What the task asks –
Write out the material below exactly, beginning at the line that contains "#[derive(Clone)]" and ending with its last line, both ends included; write nothing else.

◆ ◆ ◆ ◆ ◆ ◆ ◆

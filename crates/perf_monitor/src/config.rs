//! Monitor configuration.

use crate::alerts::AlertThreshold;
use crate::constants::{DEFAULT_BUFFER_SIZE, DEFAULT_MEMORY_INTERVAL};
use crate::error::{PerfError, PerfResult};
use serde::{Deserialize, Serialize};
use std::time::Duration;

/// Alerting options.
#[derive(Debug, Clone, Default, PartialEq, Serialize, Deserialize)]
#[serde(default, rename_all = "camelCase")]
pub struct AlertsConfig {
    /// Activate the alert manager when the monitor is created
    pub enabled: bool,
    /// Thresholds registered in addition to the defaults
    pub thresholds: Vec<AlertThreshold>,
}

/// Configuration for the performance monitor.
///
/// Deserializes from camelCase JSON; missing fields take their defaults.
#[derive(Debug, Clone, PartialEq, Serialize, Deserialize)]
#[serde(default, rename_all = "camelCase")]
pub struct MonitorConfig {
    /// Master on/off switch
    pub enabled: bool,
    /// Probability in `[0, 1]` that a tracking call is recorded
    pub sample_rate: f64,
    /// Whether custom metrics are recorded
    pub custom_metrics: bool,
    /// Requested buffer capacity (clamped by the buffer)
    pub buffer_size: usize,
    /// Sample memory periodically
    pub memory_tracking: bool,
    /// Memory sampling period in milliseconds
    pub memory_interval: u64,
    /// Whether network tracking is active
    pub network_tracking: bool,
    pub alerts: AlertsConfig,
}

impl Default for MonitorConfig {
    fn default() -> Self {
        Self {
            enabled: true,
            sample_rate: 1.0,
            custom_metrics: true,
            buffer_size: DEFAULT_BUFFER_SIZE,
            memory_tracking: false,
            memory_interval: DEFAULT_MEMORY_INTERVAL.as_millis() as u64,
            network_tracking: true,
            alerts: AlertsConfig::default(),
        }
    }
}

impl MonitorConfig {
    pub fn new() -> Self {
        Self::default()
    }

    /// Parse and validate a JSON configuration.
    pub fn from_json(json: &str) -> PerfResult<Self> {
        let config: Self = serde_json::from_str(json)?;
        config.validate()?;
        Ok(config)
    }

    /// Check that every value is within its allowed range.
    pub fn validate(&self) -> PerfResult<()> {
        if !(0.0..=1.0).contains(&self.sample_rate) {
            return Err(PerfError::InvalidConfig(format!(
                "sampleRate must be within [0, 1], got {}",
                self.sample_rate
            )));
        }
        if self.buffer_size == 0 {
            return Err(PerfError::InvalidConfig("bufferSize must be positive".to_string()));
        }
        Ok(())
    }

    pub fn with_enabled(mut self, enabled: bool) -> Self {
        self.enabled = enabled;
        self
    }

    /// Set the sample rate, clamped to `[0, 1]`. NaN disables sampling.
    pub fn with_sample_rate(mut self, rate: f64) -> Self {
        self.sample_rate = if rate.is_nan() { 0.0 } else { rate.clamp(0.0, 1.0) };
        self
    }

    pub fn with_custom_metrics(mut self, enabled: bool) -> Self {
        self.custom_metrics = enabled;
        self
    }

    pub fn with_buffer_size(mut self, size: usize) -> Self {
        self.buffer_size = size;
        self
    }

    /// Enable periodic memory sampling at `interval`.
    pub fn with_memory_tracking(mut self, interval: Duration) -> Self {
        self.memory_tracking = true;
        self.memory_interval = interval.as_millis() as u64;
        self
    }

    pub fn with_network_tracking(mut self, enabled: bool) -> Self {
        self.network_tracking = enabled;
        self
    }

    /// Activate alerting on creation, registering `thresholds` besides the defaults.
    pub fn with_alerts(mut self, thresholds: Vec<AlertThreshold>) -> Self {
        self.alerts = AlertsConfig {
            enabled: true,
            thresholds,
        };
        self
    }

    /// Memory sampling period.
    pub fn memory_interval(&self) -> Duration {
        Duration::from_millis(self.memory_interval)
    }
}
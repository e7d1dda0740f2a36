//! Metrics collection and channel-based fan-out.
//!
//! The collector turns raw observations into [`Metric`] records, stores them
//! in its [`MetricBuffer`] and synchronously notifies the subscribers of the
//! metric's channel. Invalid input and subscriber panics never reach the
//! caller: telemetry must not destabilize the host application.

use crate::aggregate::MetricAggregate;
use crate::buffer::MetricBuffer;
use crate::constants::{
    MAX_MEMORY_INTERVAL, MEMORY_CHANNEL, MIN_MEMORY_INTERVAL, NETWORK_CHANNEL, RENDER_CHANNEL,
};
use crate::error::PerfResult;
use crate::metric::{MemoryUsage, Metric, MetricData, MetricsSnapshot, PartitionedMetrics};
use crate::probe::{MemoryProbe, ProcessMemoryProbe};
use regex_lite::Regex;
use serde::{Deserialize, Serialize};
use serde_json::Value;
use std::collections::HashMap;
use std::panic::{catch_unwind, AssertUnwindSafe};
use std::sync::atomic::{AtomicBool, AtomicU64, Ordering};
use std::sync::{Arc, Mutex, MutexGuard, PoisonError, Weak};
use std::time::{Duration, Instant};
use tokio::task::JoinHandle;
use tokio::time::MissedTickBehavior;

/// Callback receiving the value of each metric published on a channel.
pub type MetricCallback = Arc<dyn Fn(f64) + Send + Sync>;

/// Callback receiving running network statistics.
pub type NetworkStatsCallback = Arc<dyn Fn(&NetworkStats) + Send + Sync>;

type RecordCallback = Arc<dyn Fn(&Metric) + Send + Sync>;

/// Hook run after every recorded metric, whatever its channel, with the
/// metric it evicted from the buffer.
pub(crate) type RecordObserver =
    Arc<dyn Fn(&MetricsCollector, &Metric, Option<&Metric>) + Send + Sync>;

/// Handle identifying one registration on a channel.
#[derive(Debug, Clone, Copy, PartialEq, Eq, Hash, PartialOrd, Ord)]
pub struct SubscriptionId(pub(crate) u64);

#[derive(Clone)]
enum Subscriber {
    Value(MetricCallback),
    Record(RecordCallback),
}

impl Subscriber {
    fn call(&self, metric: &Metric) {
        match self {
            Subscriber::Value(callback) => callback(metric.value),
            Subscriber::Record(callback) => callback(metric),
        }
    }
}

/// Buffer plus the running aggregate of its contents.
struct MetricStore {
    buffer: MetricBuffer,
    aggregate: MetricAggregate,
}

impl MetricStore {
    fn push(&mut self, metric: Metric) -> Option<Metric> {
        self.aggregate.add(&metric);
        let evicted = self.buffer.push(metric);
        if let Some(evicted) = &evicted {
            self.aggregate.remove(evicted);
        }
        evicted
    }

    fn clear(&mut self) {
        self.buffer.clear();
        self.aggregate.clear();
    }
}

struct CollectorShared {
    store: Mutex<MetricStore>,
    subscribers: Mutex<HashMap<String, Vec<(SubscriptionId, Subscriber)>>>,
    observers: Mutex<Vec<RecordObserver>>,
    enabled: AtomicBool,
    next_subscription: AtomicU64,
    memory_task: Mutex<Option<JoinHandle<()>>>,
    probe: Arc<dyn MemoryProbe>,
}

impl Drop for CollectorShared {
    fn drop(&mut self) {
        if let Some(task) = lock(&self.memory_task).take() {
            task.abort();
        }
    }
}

◆ ◆ ◆ ◆ ◆ ◆ ◆

Solution for this exercise –
#[derive(Clone)]
enum Subscriber {
    Value(MetricCallback),
    Record(RecordCallback),
}

impl Subscriber {
    fn call(&self, metric: &Metric) {
        match self {
            Subscriber::Value(callback) => callback(metric.value),
            Subscriber::Record(callback) => callback(metric),
        }
    }
}

/// Buffer plus the running aggregate of its contents.
struct MetricStore {
    buffer: MetricBuffer,
    aggregate: MetricAggregate,
}

impl MetricStore {
    fn push(&mut self, metric: Metric) -> Option<Metric> {
        self.aggregate.add(&metric);
        let evicted = self.buffer.push(metric);
        if let Some(evicted) = &evicted {
            self.aggregate.remove(evicted);
        }
        evicted
    }

    fn clear(&mut self) {
        self.buffer.clear();
        self.aggregate.clear();
    }
}

struct CollectorShared {
    store: Mutex<MetricStore>,
    subscribers: Mutex<HashMap<String, Vec<(SubscriptionId, Subscriber)>>>,
    observers: Mutex<Vec<RecordObserver>>,
    enabled: AtomicBool,
    next_subscription: AtomicU64,
    memory_task: Mutex<Option<JoinHandle<()>>>,
    probe: Arc<dyn MemoryProbe>,
}

impl Drop for CollectorShared {
    fn drop(&mut self) {
        if let Some(task) = lock(&self.memory_task).take() {
            task.abort();
        }
    }
}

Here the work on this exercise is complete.